TASK PROMPT: Pick out each line with the word "followed" from the material that follows.

SUPPLIED MATERIAL:
________

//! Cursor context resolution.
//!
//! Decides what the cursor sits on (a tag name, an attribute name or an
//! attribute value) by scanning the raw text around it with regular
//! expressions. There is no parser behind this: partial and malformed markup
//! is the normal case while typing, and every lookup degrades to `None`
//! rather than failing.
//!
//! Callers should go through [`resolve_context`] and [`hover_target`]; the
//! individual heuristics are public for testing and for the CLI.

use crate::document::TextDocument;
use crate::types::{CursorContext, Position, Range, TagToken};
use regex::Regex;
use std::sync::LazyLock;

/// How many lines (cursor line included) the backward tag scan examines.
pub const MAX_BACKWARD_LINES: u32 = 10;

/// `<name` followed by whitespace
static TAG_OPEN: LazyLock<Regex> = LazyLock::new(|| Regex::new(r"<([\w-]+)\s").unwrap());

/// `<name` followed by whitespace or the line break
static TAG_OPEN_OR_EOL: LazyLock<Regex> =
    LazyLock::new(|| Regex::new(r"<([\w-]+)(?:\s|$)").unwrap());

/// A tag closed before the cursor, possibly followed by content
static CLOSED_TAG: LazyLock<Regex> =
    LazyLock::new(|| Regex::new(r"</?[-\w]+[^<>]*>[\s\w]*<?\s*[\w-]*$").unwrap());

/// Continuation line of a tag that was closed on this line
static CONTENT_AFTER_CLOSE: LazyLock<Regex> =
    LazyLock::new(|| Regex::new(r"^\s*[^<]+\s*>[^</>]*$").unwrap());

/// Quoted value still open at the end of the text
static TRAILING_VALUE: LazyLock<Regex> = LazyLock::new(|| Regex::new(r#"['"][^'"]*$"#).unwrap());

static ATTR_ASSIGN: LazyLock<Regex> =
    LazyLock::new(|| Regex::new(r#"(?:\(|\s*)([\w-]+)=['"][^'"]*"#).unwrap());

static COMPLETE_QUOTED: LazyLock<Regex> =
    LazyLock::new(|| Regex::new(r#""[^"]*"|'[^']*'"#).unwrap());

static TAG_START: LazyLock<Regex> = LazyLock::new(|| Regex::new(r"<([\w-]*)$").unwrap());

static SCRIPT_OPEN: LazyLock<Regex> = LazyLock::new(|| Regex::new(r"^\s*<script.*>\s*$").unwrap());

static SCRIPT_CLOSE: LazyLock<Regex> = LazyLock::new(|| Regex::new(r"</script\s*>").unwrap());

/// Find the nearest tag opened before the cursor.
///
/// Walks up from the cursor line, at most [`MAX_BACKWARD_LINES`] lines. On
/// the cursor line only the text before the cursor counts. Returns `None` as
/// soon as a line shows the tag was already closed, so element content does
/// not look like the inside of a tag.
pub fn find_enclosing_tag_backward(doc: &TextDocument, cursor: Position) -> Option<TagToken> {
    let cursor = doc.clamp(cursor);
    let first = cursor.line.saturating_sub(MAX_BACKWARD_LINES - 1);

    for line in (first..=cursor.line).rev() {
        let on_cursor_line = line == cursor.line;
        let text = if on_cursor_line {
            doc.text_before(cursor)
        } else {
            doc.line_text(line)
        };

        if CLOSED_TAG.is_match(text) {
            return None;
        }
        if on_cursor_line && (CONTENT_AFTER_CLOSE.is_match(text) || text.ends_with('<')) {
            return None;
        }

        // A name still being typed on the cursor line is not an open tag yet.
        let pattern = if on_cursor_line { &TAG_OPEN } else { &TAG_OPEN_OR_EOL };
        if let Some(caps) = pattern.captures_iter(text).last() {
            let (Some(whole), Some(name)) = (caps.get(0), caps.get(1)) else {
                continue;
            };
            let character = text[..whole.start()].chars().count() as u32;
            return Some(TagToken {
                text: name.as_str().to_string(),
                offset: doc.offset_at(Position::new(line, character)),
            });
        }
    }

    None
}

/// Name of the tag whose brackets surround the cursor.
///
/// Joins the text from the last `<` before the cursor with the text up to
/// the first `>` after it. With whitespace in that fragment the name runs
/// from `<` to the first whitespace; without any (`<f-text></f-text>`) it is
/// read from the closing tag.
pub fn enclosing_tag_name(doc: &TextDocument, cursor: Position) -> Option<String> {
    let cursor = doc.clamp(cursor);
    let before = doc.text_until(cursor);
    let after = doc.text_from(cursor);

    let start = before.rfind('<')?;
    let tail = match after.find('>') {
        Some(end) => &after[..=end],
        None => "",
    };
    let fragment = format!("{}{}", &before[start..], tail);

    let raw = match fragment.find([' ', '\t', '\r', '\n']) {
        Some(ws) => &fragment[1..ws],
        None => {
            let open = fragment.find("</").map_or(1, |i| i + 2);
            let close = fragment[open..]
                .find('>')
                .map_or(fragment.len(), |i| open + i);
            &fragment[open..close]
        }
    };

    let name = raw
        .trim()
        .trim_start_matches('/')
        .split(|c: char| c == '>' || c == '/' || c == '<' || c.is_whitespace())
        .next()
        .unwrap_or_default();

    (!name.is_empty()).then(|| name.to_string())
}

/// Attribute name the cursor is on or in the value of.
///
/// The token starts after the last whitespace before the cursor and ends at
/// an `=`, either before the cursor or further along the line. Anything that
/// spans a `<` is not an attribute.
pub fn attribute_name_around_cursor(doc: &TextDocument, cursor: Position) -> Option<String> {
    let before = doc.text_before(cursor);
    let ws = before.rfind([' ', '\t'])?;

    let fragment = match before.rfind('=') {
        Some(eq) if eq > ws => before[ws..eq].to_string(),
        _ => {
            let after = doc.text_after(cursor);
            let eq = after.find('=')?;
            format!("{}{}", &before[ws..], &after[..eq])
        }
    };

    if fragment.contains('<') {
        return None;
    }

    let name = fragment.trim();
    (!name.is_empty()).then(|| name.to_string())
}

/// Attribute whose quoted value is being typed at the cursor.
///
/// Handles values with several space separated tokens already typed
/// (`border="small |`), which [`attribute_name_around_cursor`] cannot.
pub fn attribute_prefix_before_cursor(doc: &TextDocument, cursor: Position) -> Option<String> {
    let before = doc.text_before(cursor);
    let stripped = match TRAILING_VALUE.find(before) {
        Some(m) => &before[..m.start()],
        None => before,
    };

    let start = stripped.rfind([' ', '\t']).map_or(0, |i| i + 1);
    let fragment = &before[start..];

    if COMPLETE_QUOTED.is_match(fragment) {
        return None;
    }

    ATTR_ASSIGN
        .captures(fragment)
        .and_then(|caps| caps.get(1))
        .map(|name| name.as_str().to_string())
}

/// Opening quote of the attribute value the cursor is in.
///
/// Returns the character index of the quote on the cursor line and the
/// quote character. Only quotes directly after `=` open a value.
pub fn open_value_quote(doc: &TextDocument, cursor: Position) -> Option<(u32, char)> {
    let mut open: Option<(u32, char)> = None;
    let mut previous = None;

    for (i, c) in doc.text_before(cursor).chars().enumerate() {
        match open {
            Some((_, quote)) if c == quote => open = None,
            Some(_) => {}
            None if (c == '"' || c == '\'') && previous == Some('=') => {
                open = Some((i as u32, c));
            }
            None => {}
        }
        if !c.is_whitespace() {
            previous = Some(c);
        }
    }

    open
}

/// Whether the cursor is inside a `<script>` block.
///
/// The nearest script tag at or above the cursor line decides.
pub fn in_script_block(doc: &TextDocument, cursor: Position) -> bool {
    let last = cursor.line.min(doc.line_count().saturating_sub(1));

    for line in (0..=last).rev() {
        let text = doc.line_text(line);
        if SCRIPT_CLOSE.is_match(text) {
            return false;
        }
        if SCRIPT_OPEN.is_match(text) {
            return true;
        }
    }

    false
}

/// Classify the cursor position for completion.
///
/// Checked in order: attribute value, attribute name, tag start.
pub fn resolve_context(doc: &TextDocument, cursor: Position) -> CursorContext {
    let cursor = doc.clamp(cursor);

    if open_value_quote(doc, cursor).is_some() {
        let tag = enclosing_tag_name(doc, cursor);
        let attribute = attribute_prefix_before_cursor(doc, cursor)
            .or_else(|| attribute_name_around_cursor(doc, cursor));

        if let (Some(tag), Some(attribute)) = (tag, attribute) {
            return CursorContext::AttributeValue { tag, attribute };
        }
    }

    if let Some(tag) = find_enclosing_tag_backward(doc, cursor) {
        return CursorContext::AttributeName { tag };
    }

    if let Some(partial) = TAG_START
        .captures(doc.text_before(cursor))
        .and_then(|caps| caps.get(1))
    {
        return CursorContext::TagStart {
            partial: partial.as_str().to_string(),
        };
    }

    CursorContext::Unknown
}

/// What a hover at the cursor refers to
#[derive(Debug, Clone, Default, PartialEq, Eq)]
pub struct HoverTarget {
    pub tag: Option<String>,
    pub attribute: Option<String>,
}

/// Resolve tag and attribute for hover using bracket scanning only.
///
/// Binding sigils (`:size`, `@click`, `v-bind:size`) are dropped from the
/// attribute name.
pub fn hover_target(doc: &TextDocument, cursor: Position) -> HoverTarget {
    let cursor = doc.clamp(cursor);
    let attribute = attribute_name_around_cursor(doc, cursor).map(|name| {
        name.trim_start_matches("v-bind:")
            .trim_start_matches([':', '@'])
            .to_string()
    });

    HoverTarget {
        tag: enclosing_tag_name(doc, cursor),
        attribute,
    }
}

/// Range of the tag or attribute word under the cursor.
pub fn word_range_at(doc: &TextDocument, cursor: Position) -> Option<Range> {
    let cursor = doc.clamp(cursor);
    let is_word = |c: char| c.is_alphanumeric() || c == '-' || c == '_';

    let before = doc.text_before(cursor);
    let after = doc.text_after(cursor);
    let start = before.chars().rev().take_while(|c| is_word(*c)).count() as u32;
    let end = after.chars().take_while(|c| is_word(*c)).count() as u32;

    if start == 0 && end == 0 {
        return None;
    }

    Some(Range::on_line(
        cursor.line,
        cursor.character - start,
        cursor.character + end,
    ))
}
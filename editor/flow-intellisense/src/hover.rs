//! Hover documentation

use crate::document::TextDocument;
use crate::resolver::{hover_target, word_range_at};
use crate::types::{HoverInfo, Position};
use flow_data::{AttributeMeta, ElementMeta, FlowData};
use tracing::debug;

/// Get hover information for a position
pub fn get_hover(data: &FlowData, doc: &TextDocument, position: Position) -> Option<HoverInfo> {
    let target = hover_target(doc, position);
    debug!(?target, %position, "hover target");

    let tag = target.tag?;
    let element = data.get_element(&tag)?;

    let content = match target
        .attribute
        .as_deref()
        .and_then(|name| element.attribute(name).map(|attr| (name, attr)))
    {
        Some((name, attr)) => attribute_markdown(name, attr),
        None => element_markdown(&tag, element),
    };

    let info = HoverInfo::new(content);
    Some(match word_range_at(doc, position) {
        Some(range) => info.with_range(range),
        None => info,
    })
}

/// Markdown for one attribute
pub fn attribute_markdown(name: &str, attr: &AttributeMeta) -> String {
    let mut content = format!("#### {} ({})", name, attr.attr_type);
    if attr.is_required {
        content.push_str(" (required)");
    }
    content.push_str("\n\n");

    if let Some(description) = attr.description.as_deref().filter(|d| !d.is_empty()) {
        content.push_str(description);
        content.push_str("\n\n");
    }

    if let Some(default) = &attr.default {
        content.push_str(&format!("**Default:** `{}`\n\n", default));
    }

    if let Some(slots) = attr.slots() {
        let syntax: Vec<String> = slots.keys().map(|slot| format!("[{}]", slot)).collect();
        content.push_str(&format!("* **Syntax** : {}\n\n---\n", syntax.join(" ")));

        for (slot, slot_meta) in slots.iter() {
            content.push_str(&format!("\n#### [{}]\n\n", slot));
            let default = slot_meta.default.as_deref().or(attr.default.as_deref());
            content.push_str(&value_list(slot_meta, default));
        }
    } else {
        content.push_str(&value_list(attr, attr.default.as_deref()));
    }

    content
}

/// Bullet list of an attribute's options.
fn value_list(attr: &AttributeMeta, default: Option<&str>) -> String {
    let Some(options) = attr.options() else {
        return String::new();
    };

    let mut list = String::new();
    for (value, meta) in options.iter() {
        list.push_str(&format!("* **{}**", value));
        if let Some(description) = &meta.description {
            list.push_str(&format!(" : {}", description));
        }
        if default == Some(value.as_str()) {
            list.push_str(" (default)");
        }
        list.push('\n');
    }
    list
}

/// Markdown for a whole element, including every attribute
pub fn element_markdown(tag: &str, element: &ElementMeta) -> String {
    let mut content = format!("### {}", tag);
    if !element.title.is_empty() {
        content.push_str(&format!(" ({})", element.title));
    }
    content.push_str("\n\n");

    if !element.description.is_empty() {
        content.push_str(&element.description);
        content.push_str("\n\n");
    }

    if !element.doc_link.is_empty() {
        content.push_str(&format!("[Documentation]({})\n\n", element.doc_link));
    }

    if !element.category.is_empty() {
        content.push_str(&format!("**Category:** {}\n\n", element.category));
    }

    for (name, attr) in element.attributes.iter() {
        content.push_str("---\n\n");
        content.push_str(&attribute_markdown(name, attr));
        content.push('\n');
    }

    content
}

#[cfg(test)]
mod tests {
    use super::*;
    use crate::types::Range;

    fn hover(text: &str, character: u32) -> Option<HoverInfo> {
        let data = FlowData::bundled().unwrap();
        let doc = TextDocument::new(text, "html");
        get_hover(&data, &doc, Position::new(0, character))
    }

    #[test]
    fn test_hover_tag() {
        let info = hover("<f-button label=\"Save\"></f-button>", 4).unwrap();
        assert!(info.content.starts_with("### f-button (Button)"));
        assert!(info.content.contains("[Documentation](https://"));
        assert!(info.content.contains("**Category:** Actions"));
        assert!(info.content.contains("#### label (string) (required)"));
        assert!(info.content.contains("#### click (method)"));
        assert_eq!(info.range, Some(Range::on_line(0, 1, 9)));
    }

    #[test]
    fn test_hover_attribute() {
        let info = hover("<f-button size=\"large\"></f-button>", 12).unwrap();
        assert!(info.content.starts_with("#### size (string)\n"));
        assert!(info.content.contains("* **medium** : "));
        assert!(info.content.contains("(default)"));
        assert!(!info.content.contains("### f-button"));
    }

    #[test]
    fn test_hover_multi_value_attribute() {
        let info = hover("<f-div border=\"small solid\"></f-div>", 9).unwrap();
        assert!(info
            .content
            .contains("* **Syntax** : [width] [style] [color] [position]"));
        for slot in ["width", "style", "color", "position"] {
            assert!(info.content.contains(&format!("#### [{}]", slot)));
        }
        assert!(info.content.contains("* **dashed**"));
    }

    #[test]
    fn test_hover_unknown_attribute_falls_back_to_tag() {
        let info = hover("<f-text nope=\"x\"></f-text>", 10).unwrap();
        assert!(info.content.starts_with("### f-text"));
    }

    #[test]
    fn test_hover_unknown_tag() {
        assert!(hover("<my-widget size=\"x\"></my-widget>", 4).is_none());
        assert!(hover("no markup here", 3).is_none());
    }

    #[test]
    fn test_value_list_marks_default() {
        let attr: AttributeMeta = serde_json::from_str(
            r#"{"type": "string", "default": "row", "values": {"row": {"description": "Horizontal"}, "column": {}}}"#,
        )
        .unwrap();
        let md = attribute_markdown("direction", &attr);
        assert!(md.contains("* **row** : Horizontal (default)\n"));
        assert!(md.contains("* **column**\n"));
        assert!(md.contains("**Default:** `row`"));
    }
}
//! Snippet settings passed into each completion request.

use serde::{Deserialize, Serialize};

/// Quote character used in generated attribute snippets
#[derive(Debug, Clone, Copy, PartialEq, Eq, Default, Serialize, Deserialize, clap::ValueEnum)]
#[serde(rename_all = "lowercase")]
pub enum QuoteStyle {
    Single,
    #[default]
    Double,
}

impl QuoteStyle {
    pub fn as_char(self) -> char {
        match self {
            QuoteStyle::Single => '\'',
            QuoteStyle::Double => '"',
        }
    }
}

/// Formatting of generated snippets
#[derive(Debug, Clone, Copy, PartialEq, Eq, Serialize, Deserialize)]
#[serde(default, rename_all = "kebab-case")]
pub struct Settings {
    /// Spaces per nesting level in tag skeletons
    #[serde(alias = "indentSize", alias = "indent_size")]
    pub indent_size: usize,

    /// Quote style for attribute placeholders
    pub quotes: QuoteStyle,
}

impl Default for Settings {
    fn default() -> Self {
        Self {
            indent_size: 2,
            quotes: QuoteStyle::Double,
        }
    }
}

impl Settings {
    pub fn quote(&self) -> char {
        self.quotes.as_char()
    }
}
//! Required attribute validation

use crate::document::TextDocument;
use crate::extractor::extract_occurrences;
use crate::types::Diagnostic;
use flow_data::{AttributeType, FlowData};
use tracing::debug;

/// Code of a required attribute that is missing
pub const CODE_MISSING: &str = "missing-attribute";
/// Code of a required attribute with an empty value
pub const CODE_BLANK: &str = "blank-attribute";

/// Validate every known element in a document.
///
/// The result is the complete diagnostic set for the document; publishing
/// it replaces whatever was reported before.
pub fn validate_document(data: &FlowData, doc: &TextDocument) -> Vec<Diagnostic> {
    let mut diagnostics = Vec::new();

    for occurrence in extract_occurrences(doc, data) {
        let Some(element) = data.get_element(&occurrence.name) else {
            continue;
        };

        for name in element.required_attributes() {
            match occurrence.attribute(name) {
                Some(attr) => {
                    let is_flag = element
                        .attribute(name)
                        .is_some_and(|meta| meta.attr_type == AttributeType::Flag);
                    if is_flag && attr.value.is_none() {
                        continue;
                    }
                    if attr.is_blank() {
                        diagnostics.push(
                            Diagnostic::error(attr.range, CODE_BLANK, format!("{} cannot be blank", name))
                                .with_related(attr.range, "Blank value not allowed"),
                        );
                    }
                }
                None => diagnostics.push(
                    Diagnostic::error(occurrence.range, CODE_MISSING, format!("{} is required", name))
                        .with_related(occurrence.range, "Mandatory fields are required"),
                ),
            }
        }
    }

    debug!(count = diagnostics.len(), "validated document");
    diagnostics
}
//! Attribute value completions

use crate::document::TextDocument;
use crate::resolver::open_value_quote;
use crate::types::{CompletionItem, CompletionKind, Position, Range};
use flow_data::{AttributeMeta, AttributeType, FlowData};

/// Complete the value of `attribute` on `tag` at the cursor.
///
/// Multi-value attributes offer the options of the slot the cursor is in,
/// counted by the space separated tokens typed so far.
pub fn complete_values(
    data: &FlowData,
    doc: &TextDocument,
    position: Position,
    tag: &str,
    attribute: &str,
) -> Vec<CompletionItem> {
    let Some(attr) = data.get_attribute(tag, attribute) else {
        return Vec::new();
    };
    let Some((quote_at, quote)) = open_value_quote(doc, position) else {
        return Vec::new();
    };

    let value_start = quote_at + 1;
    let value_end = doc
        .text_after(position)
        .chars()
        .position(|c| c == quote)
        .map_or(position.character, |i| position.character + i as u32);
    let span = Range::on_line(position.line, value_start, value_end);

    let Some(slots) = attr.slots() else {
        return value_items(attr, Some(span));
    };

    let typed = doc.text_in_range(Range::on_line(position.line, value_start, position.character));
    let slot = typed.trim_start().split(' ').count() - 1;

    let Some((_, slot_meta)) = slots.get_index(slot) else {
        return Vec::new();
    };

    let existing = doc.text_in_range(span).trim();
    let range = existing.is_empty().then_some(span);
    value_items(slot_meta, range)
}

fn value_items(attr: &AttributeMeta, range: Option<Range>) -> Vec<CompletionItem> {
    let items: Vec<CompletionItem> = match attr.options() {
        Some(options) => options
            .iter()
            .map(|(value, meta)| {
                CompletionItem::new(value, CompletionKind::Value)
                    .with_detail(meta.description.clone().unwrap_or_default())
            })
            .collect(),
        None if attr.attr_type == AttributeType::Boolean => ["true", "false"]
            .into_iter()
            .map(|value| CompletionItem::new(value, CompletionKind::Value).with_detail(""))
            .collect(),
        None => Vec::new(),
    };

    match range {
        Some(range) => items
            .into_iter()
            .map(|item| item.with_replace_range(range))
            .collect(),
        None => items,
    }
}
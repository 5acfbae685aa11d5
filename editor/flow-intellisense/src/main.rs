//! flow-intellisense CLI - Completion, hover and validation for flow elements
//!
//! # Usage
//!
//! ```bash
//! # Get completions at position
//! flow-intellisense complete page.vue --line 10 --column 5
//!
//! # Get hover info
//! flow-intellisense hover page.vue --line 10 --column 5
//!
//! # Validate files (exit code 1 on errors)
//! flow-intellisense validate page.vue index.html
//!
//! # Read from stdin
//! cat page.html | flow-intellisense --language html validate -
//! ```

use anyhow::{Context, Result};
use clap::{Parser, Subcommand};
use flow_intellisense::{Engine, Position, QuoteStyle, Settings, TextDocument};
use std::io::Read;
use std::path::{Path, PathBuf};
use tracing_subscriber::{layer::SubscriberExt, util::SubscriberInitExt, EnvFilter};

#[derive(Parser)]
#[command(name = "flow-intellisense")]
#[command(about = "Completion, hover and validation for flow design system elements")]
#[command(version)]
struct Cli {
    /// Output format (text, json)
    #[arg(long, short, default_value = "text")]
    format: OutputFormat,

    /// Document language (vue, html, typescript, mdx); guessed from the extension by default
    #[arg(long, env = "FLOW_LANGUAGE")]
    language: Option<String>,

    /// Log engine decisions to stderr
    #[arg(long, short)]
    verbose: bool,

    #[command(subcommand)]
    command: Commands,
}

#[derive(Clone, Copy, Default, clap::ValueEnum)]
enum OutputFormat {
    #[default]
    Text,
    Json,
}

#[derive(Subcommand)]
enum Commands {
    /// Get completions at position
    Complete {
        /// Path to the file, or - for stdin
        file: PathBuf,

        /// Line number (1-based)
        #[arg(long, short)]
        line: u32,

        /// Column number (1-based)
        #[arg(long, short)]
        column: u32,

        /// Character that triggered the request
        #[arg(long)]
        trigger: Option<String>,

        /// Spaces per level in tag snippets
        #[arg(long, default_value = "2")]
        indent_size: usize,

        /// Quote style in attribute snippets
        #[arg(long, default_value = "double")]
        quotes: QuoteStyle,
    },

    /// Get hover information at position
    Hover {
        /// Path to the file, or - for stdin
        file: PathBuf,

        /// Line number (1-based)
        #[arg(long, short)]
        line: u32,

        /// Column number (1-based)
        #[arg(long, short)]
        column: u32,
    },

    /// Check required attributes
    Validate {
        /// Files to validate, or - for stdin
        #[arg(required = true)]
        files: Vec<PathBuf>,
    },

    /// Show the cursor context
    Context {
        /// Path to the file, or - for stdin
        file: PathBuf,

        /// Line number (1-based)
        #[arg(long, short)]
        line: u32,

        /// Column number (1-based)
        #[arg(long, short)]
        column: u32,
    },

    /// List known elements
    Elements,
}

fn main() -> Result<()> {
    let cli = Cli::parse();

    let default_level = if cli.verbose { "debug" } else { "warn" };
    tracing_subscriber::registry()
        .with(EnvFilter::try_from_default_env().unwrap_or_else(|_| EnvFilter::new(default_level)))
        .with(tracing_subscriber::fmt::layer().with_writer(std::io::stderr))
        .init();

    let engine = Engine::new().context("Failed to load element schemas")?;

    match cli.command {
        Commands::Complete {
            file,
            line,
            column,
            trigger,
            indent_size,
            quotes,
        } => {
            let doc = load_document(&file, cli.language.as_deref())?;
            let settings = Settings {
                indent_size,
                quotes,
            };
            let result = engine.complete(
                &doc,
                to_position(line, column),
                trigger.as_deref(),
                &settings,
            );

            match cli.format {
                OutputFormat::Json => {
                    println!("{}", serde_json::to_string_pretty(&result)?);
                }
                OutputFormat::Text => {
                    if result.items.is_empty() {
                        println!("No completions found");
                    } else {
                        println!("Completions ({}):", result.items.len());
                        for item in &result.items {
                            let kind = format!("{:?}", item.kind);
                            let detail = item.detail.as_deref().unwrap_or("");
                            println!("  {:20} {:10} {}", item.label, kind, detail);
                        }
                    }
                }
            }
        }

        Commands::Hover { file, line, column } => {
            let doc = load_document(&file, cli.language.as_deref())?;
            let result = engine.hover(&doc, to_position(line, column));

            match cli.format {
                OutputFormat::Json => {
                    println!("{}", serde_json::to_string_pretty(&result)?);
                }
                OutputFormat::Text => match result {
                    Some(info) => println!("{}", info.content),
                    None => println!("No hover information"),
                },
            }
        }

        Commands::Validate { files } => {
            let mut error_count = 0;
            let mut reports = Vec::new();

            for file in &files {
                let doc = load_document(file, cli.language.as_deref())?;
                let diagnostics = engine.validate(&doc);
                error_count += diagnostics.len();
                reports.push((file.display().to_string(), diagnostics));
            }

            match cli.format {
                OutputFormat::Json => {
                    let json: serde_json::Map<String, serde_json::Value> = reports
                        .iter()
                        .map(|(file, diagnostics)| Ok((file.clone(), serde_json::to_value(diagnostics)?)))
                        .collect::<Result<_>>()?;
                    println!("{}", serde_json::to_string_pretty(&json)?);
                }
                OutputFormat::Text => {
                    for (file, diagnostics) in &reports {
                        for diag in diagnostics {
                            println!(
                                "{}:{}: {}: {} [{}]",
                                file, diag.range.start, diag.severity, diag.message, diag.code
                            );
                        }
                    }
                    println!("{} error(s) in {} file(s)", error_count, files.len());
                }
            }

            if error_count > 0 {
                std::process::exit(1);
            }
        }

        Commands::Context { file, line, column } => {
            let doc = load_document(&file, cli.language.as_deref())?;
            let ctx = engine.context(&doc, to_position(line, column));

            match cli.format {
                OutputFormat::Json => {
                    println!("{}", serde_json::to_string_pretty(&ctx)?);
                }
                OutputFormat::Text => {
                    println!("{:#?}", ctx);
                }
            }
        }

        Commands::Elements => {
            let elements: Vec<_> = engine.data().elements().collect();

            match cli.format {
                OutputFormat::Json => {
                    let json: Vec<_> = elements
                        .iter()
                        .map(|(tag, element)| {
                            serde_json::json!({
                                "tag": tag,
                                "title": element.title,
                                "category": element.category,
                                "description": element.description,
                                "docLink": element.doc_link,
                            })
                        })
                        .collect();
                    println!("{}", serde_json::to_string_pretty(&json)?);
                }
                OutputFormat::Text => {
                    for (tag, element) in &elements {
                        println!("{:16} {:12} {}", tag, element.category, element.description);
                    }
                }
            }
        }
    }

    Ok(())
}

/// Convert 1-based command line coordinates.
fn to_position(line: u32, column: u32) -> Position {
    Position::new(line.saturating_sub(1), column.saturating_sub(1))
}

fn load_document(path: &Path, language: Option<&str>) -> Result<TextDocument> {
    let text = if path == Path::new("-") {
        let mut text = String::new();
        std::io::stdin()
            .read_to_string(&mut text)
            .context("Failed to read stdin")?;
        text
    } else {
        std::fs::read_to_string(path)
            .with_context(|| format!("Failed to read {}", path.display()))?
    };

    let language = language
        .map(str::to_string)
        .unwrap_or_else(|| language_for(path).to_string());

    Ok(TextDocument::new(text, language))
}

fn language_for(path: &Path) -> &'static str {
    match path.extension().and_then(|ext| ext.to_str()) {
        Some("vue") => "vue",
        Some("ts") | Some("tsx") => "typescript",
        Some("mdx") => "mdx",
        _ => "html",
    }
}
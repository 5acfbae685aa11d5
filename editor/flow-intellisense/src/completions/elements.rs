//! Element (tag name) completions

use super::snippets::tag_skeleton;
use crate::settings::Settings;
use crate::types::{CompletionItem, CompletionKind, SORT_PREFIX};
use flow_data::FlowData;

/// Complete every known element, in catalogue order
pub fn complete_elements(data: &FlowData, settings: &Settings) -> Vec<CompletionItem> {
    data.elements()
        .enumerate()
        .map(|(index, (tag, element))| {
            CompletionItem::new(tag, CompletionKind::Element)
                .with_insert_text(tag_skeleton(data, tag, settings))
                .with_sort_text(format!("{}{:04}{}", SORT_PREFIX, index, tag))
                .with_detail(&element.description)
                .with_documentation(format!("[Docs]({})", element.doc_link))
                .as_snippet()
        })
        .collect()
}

________

SOLUTION TO THIS EXERCISE:
/// `<name` followed by whitespace
/// `<name` followed by whitespace or the line break
/// A tag closed before the cursor, possibly followed by content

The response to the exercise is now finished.